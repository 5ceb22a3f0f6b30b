//! Parsing error types for locator tables and link resolution

use thiserror::Error;

#[derive(Error, Debug, Clone)]
pub enum ParsingError {
    #[error("Invalid CSS selector table '{table}': {reason}")]
    InvalidSelector {
        table: String,
        reason: String,
        rejected: Vec<String>,
    },

    #[error("Invalid pattern '{pattern}' in {list}: {reason}")]
    InvalidPattern {
        list: String,
        pattern: String,
        reason: String,
    },

    #[error("URL resolution failed: {url} - {reason}")]
    UrlResolutionFailed {
        url: String,
        reason: String,
        base_url: Option<String>,
    },
}

impl ParsingError {
    /// Create an invalid selector error listing the entries that failed to compile
    pub fn invalid_selector(table: &str, reason: &str, rejected: Vec<String>) -> Self {
        Self::InvalidSelector {
            table: table.to_string(),
            reason: reason.to_string(),
            rejected,
        }
    }

    pub fn invalid_pattern(list: &str, pattern: &str, reason: impl ToString) -> Self {
        Self::InvalidPattern {
            list: list.to_string(),
            pattern: pattern.to_string(),
            reason: reason.to_string(),
        }
    }
}

pub type ParsingResult<T> = Result<T, ParsingError>;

TASK → What lines of the material contain "InvalidPattern"? Show them.

RESPONSE TO THIS TASK →
    InvalidPattern {
        Self::InvalidPattern {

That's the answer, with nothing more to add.